Em contrapartida, os títulos recentes costumam ser um anúncio da bondade de Deus e um convite à alegria. Podem dar-se muitos exemplos —desde a “Gaudium et spes” (as alegrias e esperanças, do Concílio Vaticano II, em 1964) até João Paulo II, Bento XVI, ou o Papa Francisco—, mas alguns títulos chegam para apreciar o contraste:

“Deus caritas est” (Deus é amor, Bento XVI em 2005); “Spe salvi” (salvos na esperança, Bento XVI em 2007); “Caritas in veritate” (amor na verdade, Bento XVI em 2009); “Evangelii gaudium” (alegria do Evangelho, Ex. ap. de Francisco em 2013); “Lumen fidei” (luz da fé, Francisco em 2013); “Laudato si’” (louvado sejas, Francisco em 2015); “Amoris laetitia” (a alegria do amor, Ex. ap. de Francisco em 2016); “Gaudete et exultate” (alegrai-vos e exultai, Ex. ap. de Francisco em 2018).

Não é preciso completar a lista para demonstrar a diferença. A mudança de linguagem é tanto mais flagrante quanto o conteúdo apresentado pela Igreja permaneceu o mesmo. Evidentemente, o que mudou foi sobretudo o mundo em que vivemos.

É fácil encontrar um paralelo na vida de Jesus. Somos muitas vezes surpreendidos pela delicadeza da sua compaixão, quando esperávamos uma crítica do mal; outras vezes ficamos admirados com a severidade das suas palavras e dos seus gestos, quando esperávamos um tom mais diplomático.

Esta flexibilidade de estilo fazia muita confusão aos fariseus: “Por que é que os teus discípulos não jejuam?” (Mt 9, 14). Os Evangelhos falam-nos dos jejuns de Jesus, duros e prolongados, mas também das festas a que assistiu. Para um fariseu, isto não faz qualquer sentido.
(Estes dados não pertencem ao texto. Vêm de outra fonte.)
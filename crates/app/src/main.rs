use std::process::ExitCode;

use anyhow::Context;
use clap::Parser;

use kiemke_app::config::{LOG_FORMAT_VAR, resolve_log_format};
use kiemke_app::{AppConfig, Cli, run_command};
use kiemke_infra::JsonDirSessionStore;

fn main() -> ExitCode {
    let cli = Cli::parse();

    let log_format = resolve_log_format(&cli, |name| std::env::var(name).ok());
    kiemke_observability::init_with(log_format.as_ref().copied().unwrap_or_default());
    if let Err(err) = log_format {
        tracing::warn!(var = LOG_FORMAT_VAR, %err, "using default log format");
    }

    match run(&cli) {
        Ok(()) => ExitCode::SUCCESS,
        Err(err) => {
            tracing::error!(error = %format!("{err:#}"), "command failed");
            eprintln!("error: {err:#}");
            ExitCode::FAILURE
        }
    }
}

fn run(cli: &Cli) -> anyhow::Result<()> {
    let config = AppConfig::from_env().with_overrides(cli);
    tracing::debug!(store_dir = %config.store_dir.display(), "configuration loaded");

    let store = JsonDirSessionStore::new(&config.store_dir);
    let output = run_command(&cli.command, &config, &store)?;

    let json = serde_json::to_string_pretty(&output).context("rendering output")?;
    println!("{json}");
    Ok(())
}
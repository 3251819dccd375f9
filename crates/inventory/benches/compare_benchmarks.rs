use criterion::{BenchmarkId, Criterion, Throughput, black_box, criterion_group, criterion_main};

use kiemke_core::SessionDate;
use kiemke_inventory::{InventoryLineItem, InventorySession, compare_sessions};
use rust_decimal::Decimal;

/// Two sessions of `size` items; a quarter of codes churn between them.
fn sessions(size: usize) -> (InventorySession, InventorySession) {
    let older_date = SessionDate::from_ymd(2024, 5, 1).expect("valid date");
    let newer_date = SessionDate::from_ymd(2024, 6, 1).expect("valid date");

    let older = (0..size)
        .map(|i| {
            InventoryLineItem::new(format!("VT-{i:06}"), format!("Vật tư {i}"))
                .with_quantity(Decimal::from(i as i64 % 97))
        })
        .collect();

    let shift = size / 4;
    let newer = (shift..size + shift)
        .map(|i| {
            InventoryLineItem::new(format!("vt-{i:06}"), format!("Vật tư {i}"))
                .with_quantity(Decimal::from(i as i64 % 89))
        })
        .collect();

    (
        InventorySession::new(older_date, older),
        InventorySession::new(newer_date, newer),
    )
}

fn bench_compare(c: &mut Criterion) {
    let mut group = c.benchmark_group("compare_sessions");

    for size in [100usize, 1_000, 10_000] {
        let (older, newer) = sessions(size);
        group.throughput(Throughput::Elements(size as u64));
        group.bench_with_input(BenchmarkId::from_parameter(size), &size, |b, _| {
            b.iter(|| compare_sessions(black_box(&older), black_box(&newer)))
        });
    }

    group.finish();
}

criterion_group!(benches, bench_compare);
criterion_main!(benches);
//! Per-instance load tracking keyed by query identity.
//!
//! Each coordinator owns its own state, so two independent views never see
//! each other's loading flags. A load for a key that is already in flight is
//! not started again.

use std::collections::HashMap;
use std::fmt::Display;
use std::hash::Hash;
use std::sync::Mutex;

#[derive(Debug, Clone, PartialEq, Eq)]
pub enum LoadState<V> {
    Idle,
    Loading,
    Ready(V),
    Failed(String),
}

impl<V> LoadState<V> {
    pub fn is_loading(&self) -> bool {
        matches!(self, LoadState::Loading)
    }
}

/// Permission to run one load. Hand it back through [`RequestCoordinator::finish`].
#[derive(Debug, PartialEq, Eq)]
#[must_use]
pub struct LoadTicket<K> {
    key: K,
    generation: u64,
}

impl<K> LoadTicket<K> {
    pub fn key(&self) -> &K {
        &self.key
    }
}

#[derive(Debug)]
struct Slot<V> {
    state: LoadState<V>,
    generation: u64,
}

#[derive(Debug)]
pub struct RequestCoordinator<K, V> {
    slots: Mutex<HashMap<K, Slot<V>>>,
}

impl<K, V> Default for RequestCoordinator<K, V> {
    fn default() -> Self {
        Self {
            slots: Mutex::new(HashMap::new()),
        }
    }
}

impl<K, V> RequestCoordinator<K, V>
where
    K: Clone + Eq + Hash,
    V: Clone,
{
    pub fn new() -> Self {
        Self::default()
    }

    pub fn state(&self, key: &K) -> LoadState<V> {
        self.slots
            .lock()
            .ok()
            .and_then(|slots| slots.get(key).map(|slot| slot.state.clone()))
            .unwrap_or(LoadState::Idle)
    }

    pub fn is_loading(&self, key: &K) -> bool {
        self.state(key).is_loading()
    }

    /// Mark `key` as loading. `None` when a load for it is already in flight.
    pub fn begin(&self, key: K) -> Option<LoadTicket<K>> {
        let mut slots = self.slots.lock().ok()?;
        let slot = slots.entry(key.clone()).or_insert(Slot {
            state: LoadState::Idle,
            generation: 0,
        });

        if slot.state.is_loading() {
            tracing::debug!("load already in flight; request deduplicated");
            return None;
        }

        slot.generation += 1;
        slot.state = LoadState::Loading;
        Some(LoadTicket {
            key,
            generation: slot.generation,
        })
    }

    /// Record the outcome of a load. Returns `false` when the ticket is stale
    /// (the key was invalidated while loading) and the outcome was dropped.
    pub fn finish<E: Display>(&self, ticket: LoadTicket<K>, outcome: Result<V, E>) -> bool {
        let Ok(mut slots) = self.slots.lock() else {
            return false;
        };
        let Some(slot) = slots.get_mut(&ticket.key) else {
            return false;
        };
        if slot.generation != ticket.generation || !slot.state.is_loading() {
            tracing::debug!(generation = ticket.generation, "stale load result dropped");
            return false;
        }

        slot.state = match outcome {
            Ok(value) => LoadState::Ready(value),
            Err(err) => {
                tracing::warn!(error = %err, "load failed");
                LoadState::Failed(err.to_string())
            }
        };
        true
    }

    /// Forget the cached state for `key`. An in-flight load's result will be ignored.
    pub fn invalidate(&self, key: &K) {
        if let Ok(mut slots) = self.slots.lock() {
            if let Some(slot) = slots.get_mut(key) {
                slot.generation += 1;
                slot.state = LoadState::Idle;
            }
        }
    }

    /// Return the ready value, or load it with `fetch` if nothing is cached or in flight.
    ///
    /// `None` means another caller is already loading this key, or the load failed.
    pub fn get_or_load<E, F>(&self, key: K, fetch: F) -> Option<V>
    where
        E: Display,
        F: FnOnce(&K) -> Result<V, E>,
    {
        if let LoadState::Ready(value) = self.state(&key) {
            return Some(value);
        }

        let ticket = self.begin(key)?;
        let outcome = fetch(ticket.key());
        let value = outcome.as_ref().ok().cloned();
        self.finish(ticket, outcome).then_some(value).flatten()
    }
}
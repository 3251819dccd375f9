//! Stock-count ("kiểm kê") domain module.
//!
//! This crate contains the inventory snapshot model and the session comparer,
//! implemented purely as deterministic domain logic (no IO, no storage).

pub mod compare;
pub mod item;
pub mod remediation;
pub mod session;

pub use compare::{
    ChangeType, CompareResult, CompareSummary, Comparison, compare_chronological, compare_sessions,
};
pub use item::InventoryLineItem;
pub use remediation::{RemediationBatch, build_remediation_batch};
pub use session::InventorySession;
//! Tracing and logging setup shared by the binaries.

/// Initialize process-wide logging with JSON output.
///
/// This is safe to call multiple times; subsequent calls become no-ops.
pub fn init() {
    init_with(LogFormat::Json);
}

/// Tracing configuration (filters, output format).
pub mod tracing;

pub use tracing::{LogFormat, ParseLogFormatError, init_with};
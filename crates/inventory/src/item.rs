use rust_decimal::Decimal;
use serde::{Deserialize, Serialize};

use kiemke_core::{Entity, ItemCode};

/// One counted row of a stock-count sheet.
///
/// Identity is the item code (case-insensitive). `line_total` is derived, never stored.
#[derive(Debug, Clone, PartialEq, Eq, Serialize, Deserialize)]
#[serde(rename_all = "camelCase")]
pub struct InventoryLineItem {
    pub item_code: ItemCode,
    #[serde(default)]
    pub item_name: String,
    #[serde(default, skip_serializing_if = "Option::is_none")]
    pub group_name: Option<String>,
    #[serde(default, skip_serializing_if = "Option::is_none")]
    pub unit: Option<String>,
    #[serde(default, skip_serializing_if = "Option::is_none")]
    pub origin_of_manufacture: Option<String>,
    #[serde(default, skip_serializing_if = "Option::is_none")]
    pub unit_price: Option<Decimal>,
    /// Counted on-hand quantity; the value sessions are compared on.
    #[serde(default)]
    pub quantity: Decimal,
    #[serde(default, skip_serializing_if = "Option::is_none")]
    pub note: Option<String>,
}

impl InventoryLineItem {
    pub fn new(item_code: impl Into<ItemCode>, item_name: impl Into<String>) -> Self {
        Self {
            item_code: item_code.into(),
            item_name: item_name.into(),
            group_name: None,
            unit: None,
            origin_of_manufacture: None,
            unit_price: None,
            quantity: Decimal::ZERO,
            note: None,
        }
    }

    pub fn with_quantity(mut self, quantity: Decimal) -> Self {
        self.quantity = quantity;
        self
    }

    pub fn with_group(mut self, group_name: impl Into<String>) -> Self {
        self.group_name = Some(group_name.into());
        self
    }

    pub fn with_unit(mut self, unit: impl Into<String>) -> Self {
        self.unit = Some(unit.into());
        self
    }

    pub fn with_origin(mut self, origin: impl Into<String>) -> Self {
        self.origin_of_manufacture = Some(origin.into());
        self
    }

    pub fn with_unit_price(mut self, unit_price: Decimal) -> Self {
        self.unit_price = Some(unit_price);
        self
    }

    pub fn with_note(mut self, note: impl Into<String>) -> Self {
        self.note = Some(note.into());
        self
    }

    /// `unit_price × quantity`; zero when the price is unknown, `None` when
    /// the product does not fit in a `Decimal`.
    pub fn line_total(&self) -> Option<Decimal> {
        match self.unit_price {
            Some(price) => price.checked_mul(self.quantity),
            None => Some(Decimal::ZERO),
        }
    }

    /// Same descriptive fields, quantity set to zero.
    pub fn zeroed(&self) -> Self {
        Self {
            quantity: Decimal::ZERO,
            ..self.clone()
        }
    }
}

impl Entity for InventoryLineItem {
    type Id = ItemCode;

    fn id(&self) -> &Self::Id {
        &self.item_code
    }
}

#[cfg(test)]
mod tests {
    use super::*;
    use rust_decimal_macros::dec;

    #[test]
    fn line_total_multiplies_price_and_quantity() {
        let item = InventoryLineItem::new("VT-01", "Xi măng")
            .with_unit_price(dec!(95000))
            .with_quantity(dec!(2.5));
        assert_eq!(item.line_total(), Some(dec!(237500)));
    }

    #[test]
    fn line_total_is_zero_without_price() {
        let item = InventoryLineItem::new("VT-01", "Xi măng").with_quantity(dec!(7));
        assert_eq!(item.line_total(), Some(Decimal::ZERO));
    }

    #[test]
    fn line_total_overflow_is_none() {
        let item = InventoryLineItem::new("VT-01", "Xi măng")
            .with_unit_price(Decimal::MAX)
            .with_quantity(dec!(2));
        assert_eq!(item.line_total(), None);
    }

    #[test]
    fn zeroed_keeps_descriptive_fields() {
        let item = InventoryLineItem::new("VT-02", "Thép cuộn")
            .with_group("Kim loại")
            .with_unit("kg")
            .with_origin("Việt Nam")
            .with_unit_price(dec!(18000))
            .with_quantity(dec!(40));

        let zero = item.zeroed();
        assert_eq!(zero.quantity, Decimal::ZERO);
        assert_eq!(zero.group_name.as_deref(), Some("Kim loại"));
        assert_eq!(zero.unit_price, Some(dec!(18000)));
        assert_eq!(zero.item_code, item.item_code);
    }

    #[test]
    fn deserializes_camel_case_rows_with_numeric_or_text_quantities() {
        let json = r#"[
            {"itemCode": "VT-01", "itemName": "Xi măng", "quantity": 12, "unitPrice": "95000"},
            {"itemCode": "VT-02", "quantity": "3.5"}
        ]"#;
        let items: Vec<InventoryLineItem> = serde_json::from_str(json).unwrap();
        assert_eq!(items[0].quantity, dec!(12));
        assert_eq!(items[0].unit_price, Some(dec!(95000)));
        assert_eq!(items[1].quantity, dec!(3.5));
        assert!(items[1].item_name.is_empty());
    }
}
O próprio Jesus se queixava daqueles que não conseguiam acompanhar os tempos:

— “A quem hei-de comparar esta geração? É semelhante às crianças sentadas na praça, que gritam às outras: ‘Tocámos flauta e não bailastes! Entoámos cantos fúnebres e não choraste!”. Porque veio João, que não come nem bebe, e dizeis: ‘Tem demónio!’. Veio o Filho do homem, que come e bebe, e dizeis: ‘É um glutão, amigo de publicanos e pecadores!’. Mas a justiça foi justificada pelas suas obras” (Mt 11, 16 – 19).

Não é que antes nunca houvesse alegria e boas notícias, e agora só haja motivos de júbilo. Também não é preciso acompanhar a sensibilidade do momento, ao ritmo das crises neuróticas do mundo. A Igreja não tem de ser previsível e de facto, nos tempos que correm, tem uma mensagem totalmente inesperada: Deus ama-nos com loucura.

Talvez a nossa sociedade seja como aquela mulher adúltera, completamente desorientada na vida, apanhada em adultério, que jaz estendida no chão. Nosso Senhor olha-a com ternura, compreende-a e oferece-lhe uma novidade imprevista, que muda tudo: Deus perdoa, defende-a, nunca deixou de a amar. Independentemente do que aconteceu, é hora de recomeçar.

O Papa Francisco preferiu comparar a nossa sociedade como a tragédia dos feridos amontoados depois de uma batalha: “vejo a Igreja como um hospital de campanha depois de uma batalha”. Talvez o conceito corresponda à imagem da mulher adúltera, mas temperado com a simpatia santa do Papa.